** Opening EXERCISE INPUT block **

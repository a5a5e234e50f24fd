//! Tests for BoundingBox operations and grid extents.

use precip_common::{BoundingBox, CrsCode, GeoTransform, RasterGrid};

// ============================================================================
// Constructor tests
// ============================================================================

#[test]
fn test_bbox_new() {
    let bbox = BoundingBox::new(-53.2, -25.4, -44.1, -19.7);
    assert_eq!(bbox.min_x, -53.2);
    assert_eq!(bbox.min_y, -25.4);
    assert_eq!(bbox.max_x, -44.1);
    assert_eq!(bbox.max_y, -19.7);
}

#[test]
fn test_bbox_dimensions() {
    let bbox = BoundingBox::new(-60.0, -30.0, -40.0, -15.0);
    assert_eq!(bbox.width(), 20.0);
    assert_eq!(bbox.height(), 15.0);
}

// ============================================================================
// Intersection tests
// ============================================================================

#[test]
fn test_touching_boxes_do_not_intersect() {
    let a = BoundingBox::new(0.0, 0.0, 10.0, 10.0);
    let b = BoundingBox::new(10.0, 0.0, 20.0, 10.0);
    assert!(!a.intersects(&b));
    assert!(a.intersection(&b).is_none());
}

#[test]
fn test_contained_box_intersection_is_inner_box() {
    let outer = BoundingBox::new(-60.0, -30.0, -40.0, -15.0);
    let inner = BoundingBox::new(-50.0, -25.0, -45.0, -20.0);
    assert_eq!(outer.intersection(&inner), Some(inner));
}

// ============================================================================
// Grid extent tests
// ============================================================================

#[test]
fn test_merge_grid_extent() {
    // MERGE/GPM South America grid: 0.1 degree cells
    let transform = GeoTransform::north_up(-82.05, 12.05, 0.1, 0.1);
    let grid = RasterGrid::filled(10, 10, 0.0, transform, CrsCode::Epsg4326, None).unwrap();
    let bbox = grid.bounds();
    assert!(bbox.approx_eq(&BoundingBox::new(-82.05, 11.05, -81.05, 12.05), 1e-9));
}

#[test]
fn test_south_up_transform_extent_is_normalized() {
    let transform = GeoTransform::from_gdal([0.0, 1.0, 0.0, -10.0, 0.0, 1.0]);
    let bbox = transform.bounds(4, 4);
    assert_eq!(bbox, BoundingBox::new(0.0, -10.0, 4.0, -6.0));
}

** Closing EXERCISE INPUT block **
** Opening EXERCISE INPUT block **

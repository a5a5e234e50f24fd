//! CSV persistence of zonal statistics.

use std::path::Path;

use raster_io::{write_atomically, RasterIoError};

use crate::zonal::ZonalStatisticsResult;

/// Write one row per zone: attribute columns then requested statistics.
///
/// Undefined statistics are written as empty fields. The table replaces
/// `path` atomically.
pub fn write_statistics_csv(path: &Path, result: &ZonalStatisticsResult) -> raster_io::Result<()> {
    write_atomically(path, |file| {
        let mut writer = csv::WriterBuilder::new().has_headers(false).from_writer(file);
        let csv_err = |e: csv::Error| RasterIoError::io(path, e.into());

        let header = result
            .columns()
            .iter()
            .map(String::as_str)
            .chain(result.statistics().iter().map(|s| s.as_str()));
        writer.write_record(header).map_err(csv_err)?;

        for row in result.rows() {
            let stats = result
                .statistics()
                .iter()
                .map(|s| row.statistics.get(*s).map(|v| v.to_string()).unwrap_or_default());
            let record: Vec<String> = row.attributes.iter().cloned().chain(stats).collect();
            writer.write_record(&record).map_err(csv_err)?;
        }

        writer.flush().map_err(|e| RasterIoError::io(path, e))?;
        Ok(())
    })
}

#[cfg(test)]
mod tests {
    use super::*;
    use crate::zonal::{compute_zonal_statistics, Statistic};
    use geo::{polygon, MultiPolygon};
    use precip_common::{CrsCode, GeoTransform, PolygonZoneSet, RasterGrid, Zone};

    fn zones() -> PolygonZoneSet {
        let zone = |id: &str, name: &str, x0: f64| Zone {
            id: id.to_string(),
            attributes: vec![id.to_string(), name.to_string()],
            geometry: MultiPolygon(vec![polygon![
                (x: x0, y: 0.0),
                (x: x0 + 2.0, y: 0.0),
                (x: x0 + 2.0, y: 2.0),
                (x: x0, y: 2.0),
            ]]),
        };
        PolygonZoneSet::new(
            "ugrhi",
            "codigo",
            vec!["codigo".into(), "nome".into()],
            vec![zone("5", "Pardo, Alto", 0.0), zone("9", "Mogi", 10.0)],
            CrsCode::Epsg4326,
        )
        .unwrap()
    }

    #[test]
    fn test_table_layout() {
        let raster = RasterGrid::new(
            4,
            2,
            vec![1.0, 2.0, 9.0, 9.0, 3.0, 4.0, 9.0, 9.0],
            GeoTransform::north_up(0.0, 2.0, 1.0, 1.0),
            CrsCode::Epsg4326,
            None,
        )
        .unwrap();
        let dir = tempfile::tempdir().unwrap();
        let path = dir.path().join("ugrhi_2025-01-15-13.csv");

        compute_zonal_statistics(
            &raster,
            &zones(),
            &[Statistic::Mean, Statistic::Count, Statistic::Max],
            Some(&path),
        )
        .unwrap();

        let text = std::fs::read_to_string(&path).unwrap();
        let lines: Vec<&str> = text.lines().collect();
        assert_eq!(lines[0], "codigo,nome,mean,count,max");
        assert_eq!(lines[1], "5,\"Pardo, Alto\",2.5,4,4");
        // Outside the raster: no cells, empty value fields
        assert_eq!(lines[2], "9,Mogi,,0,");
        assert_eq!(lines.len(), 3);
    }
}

** Closing EXERCISE INPUT block **

HOW TO COMPLETE THIS TASK: All lines above in which the word "Alto" occurs should be identified and copied.

RESPONSE AREA:
            vec![zone("5", "Pardo, Alto", 0.0), zone("9", "Mogi", 10.0)],
        assert_eq!(lines[1], "5,\"Pardo, Alto\",2.5,4,4");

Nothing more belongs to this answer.